504とはずがたり:2018/11/09(金) 19:10:08
>>503
『ロリータ』の中にも、「私がドリーに対してやったことは、1948年に50歳の修理工のフランク・ラ=サールが11歳のサリー・ホーナーにやったことではないか。たぶん」という文章が出てくるので、ナボコフが事件をよく知っていたのは明らかだ。

証拠になるナボコフのメモも残っている。

サラ・ワインマンは、「サリー・ホーナーのことを知っていたからといって、『ロリータ』の壮麗さやナボコフの斬新な創作力が損なわれるわけではない」と、ナボコフの達成を批判するためにこの本を書いたのではないことを強調する。

だが、そのうえでワインマンは非常に重要な点を指摘する。

『ロリータ』はすばらしい文芸小説かもしれない。だが、ナボコフがあまりにも優れた作家であったために、ハンバートの視点での「大人の男を誘惑する少女」のイメージが事実のように浸透してしまった。

けれども、多くの男性が性的なファンタジーの対象として読んだ「ロリータ」の影には、人生を無残に破壊された実在の少女がいたのだ。

11歳のサリーは、無垢な少女として生きる権利を50代の男に奪われた被害者だ。2年も性的虐待を受け続け、救出されて自宅に戻った後でも好奇と侮蔑の視線にさらされて、二度と「ふつうの女の子」に戻ることを許されなかった。利発で芯が強い少女だったのに、その才能を花開かせることなく15歳で短い人生を終えた。

いったんサリーのことを知ると、以前のように『ロリータ』を読むことが難しくなる。だが、フィクションを読むときに、立ち止まって現実を考えることも必要なのかもしれない。

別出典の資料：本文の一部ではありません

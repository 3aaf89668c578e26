//! Single-valued filter fields.

use std::time::Instant;

use facet_model::{FieldBinding, PersistedField, Tristate};
use facet_sync::SyncCoordinator;
use serde::Serialize;

use crate::reducer::{Reducer, replace_if_changed};

/// Commands for a [`ScalarField`].
#[derive(Debug, Clone, PartialEq)]
pub enum ScalarCommand<T> {
    /// New live value from user input.
    Set(T),
    /// Explicitly empty the field; a shared link keeps the key with no value.
    Clear,
    /// Back to the default, which leaves no key behind once committed.
    Reset,
    /// Fired by the coordinator.
    Commit(Tristate<T>),
}

/// A price bound, search box or toggle.
#[derive(Debug, Clone, PartialEq)]
pub struct ScalarField<T> {
    field: PersistedField<Tristate<T>>,
}

impl<T: Clone> ScalarField<T> {
    pub fn new(initial: Tristate<T>, binding: FieldBinding) -> Self {
        Self {
            field: PersistedField::new(initial, binding),
        }
    }
}

impl<T> ScalarField<T> {
    pub fn live(&self) -> &Tristate<T> {
        &self.field.live
    }

    pub fn committed(&self) -> &Tristate<T> {
        &self.field.committed
    }

    pub fn binding(&self) -> &FieldBinding {
        &self.field.binding
    }
}

impl<T: PartialEq> ScalarField<T> {
    pub fn is_pending(&self) -> bool {
        self.field.is_pending()
    }
}

impl<T: Serialize + PartialEq> ScalarField<T> {
    /// Arm (or cancel) this field's commit.
    pub fn schedule(
        &self,
        now: Instant,
        coordinator: &mut SyncCoordinator,
    ) -> facet_sync::Result<Option<Instant>> {
        coordinator.schedule(now, &self.field.binding, &self.field.live, &self.field.committed)
    }
}

impl<T: PartialEq> Reducer for ScalarField<T> {
    type Command = ScalarCommand<T>;

    fn dispatch(&mut self, command: ScalarCommand<T>) -> bool {
        match command {
            ScalarCommand::Set(value) => replace_if_changed(&mut self.field.live, Tristate::Value(value)),
            ScalarCommand::Clear => replace_if_changed(&mut self.field.live, Tristate::Cleared),
            ScalarCommand::Reset => replace_if_changed(&mut self.field.live, Tristate::Unset),
            ScalarCommand::Commit(value) => replace_if_changed(&mut self.field.committed, value),
        }
    }
}
//! Initial value resolution.
//!
//! A field's starting value comes from the first tier that holds a valid
//! entry: the query string, then the persistent store, then the caller's
//! fallback, then the default. "Valid" means the raw text parses as JSON and
//! deserializes into the field's type (and passes the caller's shape check).
//! Anything else, including an empty string, counts as absent. Resolution
//! only reads, so resolving twice against the same sinks gives the same
//! value.

use facet_model::StoreKind;
use serde::de::DeserializeOwned;
use serde_json::Value;

use crate::query::QueryParams;
use crate::store::KeyValueStore;

/// Knobs for one resolution.
#[derive(Debug, Clone, Copy, PartialEq, Eq)]
pub struct ResolveOptions {
    /// Drop `null` object members before deserializing, so fields that
    /// cannot hold `null` fall back to their `#[serde(default)]`.
    ///
    /// Only object members are recovered, at any depth. A `null` array
    /// element is left in place, so `[null, 1]` is still invalid as `Vec<f64>`.
    pub recover_null: bool,
    /// Query string beats the store. When false the store is consulted
    /// first and the query string becomes the second tier.
    pub prefer_url: bool,
    pub store: StoreKind,
}

impl Default for ResolveOptions {
    fn default() -> Self {
        Self {
            recover_null: false,
            prefer_url: true,
            store: StoreKind::Tab,
        }
    }
}

impl ResolveOptions {
    #[must_use]
    pub fn with_recover_null(mut self, enable: bool) -> Self {
        self.recover_null = enable;
        self
    }

    #[must_use]
    pub fn with_prefer_url(mut self, enable: bool) -> Self {
        self.prefer_url = enable;
        self
    }

    #[must_use]
    pub fn with_store(mut self, store: StoreKind) -> Self {
        self.store = store;
        self
    }
}

/// Which tier a resolved value came from.
#[derive(Debug, Clone, Copy, PartialEq, Eq)]
pub enum ResolvedFrom {
    Url,
    Store,
    Fallback,
    Default,
}

impl ResolvedFrom {
    pub const fn as_str(self) -> &'static str {
        match self {
            Self::Url => "url",
            Self::Store => "store",
            Self::Fallback => "fallback",
            Self::Default => "default",
        }
    }
}

#[derive(Debug, Clone, PartialEq)]
pub struct Resolved<T> {
    pub value: T,
    pub source: ResolvedFrom,
}

/// Parse one raw entry, returning `None` for anything that is not a valid `T`.
///
/// With `recover_null`, `null` object members are removed first; see
/// [`ResolveOptions::recover_null`].
pub fn parse_entry<T: DeserializeOwned>(raw: Option<&str>, recover_null: bool) -> Option<T> {
    let raw = raw?.trim();
    if raw.is_empty() {
        return None;
    }
    let mut value: Value = serde_json::from_str(raw).ok()?;
    if recover_null {
        strip_nulls(&mut value);
    }
    serde_json::from_value(value).ok()
}

fn strip_nulls(value: &mut Value) {
    match value {
        Value::Object(map) => {
            map.retain(|_, member| !member.is_null());
            map.values_mut().for_each(strip_nulls);
        }
        Value::Array(items) => items.iter_mut().for_each(strip_nulls),
        _ => {}
    }
}

/// Reads field values out of a query string and one store.
#[derive(Debug, Clone, Copy)]
pub struct Resolver<'a> {
    params: &'a QueryParams,
    store: &'a dyn KeyValueStore,
    options: ResolveOptions,
}

impl<'a> Resolver<'a> {
    pub fn new(
        params: &'a QueryParams,
        store: &'a dyn KeyValueStore,
        options: ResolveOptions,
    ) -> Self {
        Self {
            params,
            store,
            options,
        }
    }

    pub fn options(&self) -> ResolveOptions {
        self.options
    }

    /// Resolve `key`, falling back to `default`.
    pub fn resolve<T: DeserializeOwned>(&self, key: &str, default: T) -> T {
        self.resolve_where(key, default, None, |_| true).value
    }

    /// Resolve `key`, preferring `fallback` over `default` when both sinks are empty.
    pub fn resolve_or<T: DeserializeOwned>(&self, key: &str, default: T, fallback: Option<T>) -> T {
        self.resolve_where(key, default, fallback, |_| true).value
    }

    /// Full resolution with a shape check and the winning tier.
    ///
    /// `accept` rejects values that deserialize but have the wrong shape
    /// for this field; rejected values are treated as absent.
    pub fn resolve_where<T, F>(
        &self,
        key: &str,
        default: T,
        fallback: Option<T>,
        accept: F,
    ) -> Resolved<T>
    where
        T: DeserializeOwned,
        F: Fn(&T) -> bool,
    {
        let recover = self.options.recover_null;
        let from_url = parse_entry::<T>(self.params.get(key), recover).filter(|v| accept(v));

        if self.options.prefer_url {
            if let Some(value) = from_url {
                tracing::trace!(key, "resolved from query string");
                return Resolved {
                    value,
                    source: ResolvedFrom::Url,
                };
            }
        }

        let stored = self.store.get(key);
        if let Some(value) = parse_entry::<T>(stored.as_deref(), recover).filter(|v| accept(v)) {
            tracing::trace!(key, store = %self.options.store, "resolved from store");
            return Resolved {
                value,
                source: ResolvedFrom::Store,
            };
        }

        if let Some(value) = from_url {
            tracing::trace!(key, "resolved from query string after store");
            return Resolved {
                value,
                source: ResolvedFrom::Url,
            };
        }

        match fallback {
            Some(value) => {
                tracing::debug!(key, "no persisted entry, using fallback");
                Resolved {
                    value,
                    source: ResolvedFrom::Fallback,
                }
            }
            None => {
                tracing::debug!(key, "no persisted entry, using default");
                Resolved {
                    value: default,
                    source: ResolvedFrom::Default,
                }
            }
        }
    }
}

#[cfg(test)]
mod tests {
    use super::*;
    use crate::store::MemoryStore;
    use facet_model::{RankedEntry, SortDirection};
    use serde::Deserialize;

    #[derive(Debug, Deserialize, PartialEq)]
    struct Bounds {
        #[serde(default = "nan")]
        min: f64,
        #[serde(default = "nan")]
        max: f64,
    }

    fn nan() -> f64 {
        f64::NAN
    }

    #[test]
    fn parse_entry_rejects_blank_and_malformed() {
        assert_eq!(parse_entry::<u32>(None, false), None);
        assert_eq!(parse_entry::<u32>(Some(""), false), None);
        assert_eq!(parse_entry::<u32>(Some("  "), false), None);
        assert_eq!(parse_entry::<u32>(Some("{oops"), false), None);
        assert_eq!(parse_entry::<u32>(Some("\"7\""), false), None);
        assert_eq!(parse_entry::<u32>(Some("7"), false), Some(7));
    }

    #[test]
    fn recover_null_falls_back_to_field_default() {
        let raw = Some(r#"{"min":null,"max":5}"#);
        assert_eq!(parse_entry::<Bounds>(raw, false), None);

        let bounds = parse_entry::<Bounds>(raw, true).expect("recovered");
        assert!(bounds.min.is_nan());
        assert_eq!(bounds.max, 5.0);
    }

    #[test]
    fn recover_null_reaches_objects_nested_in_arrays_only() {
        let nested = Some(r#"[{"min":null,"max":1},{"min":2}]"#);
        let bounds = parse_entry::<Vec<Bounds>>(nested, true).expect("recovered");
        assert!(bounds[0].min.is_nan());
        assert_eq!(bounds[1].min, 2.0);
        assert!(bounds[1].max.is_nan());

        assert_eq!(parse_entry::<Vec<f64>>(Some("[null, 1]"), true), None);
        assert_eq!(
            parse_entry::<Vec<Option<f64>>>(Some("[null, 1]"), true),
            Some(vec![None, Some(1.0)])
        );
    }

    #[test]
    fn recover_null_is_harmless_for_optional_rank() {
        let raw = Some(r#"{"direction":"none","rank":null}"#);
        assert_eq!(
            parse_entry::<RankedEntry>(raw, true),
            Some(RankedEntry::inactive())
        );
        assert_eq!(
            parse_entry::<RankedEntry>(Some(r#"{"direction":"ascending","rank":2}"#), true),
            Some(RankedEntry::active(SortDirection::Ascending, 2))
        );
    }
}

特に日本では漫画などで幼い少女に見える者を露骨な性的対象にする「ロリコン」ものが多い。わずかだが、サラ・ワインマンの『The Real Lolita』にもその現象が書かれている。

日本人として、この現象をどう捉えるべきなのか。

実存したロリータの短い人生を読んでから考えてみてほしい。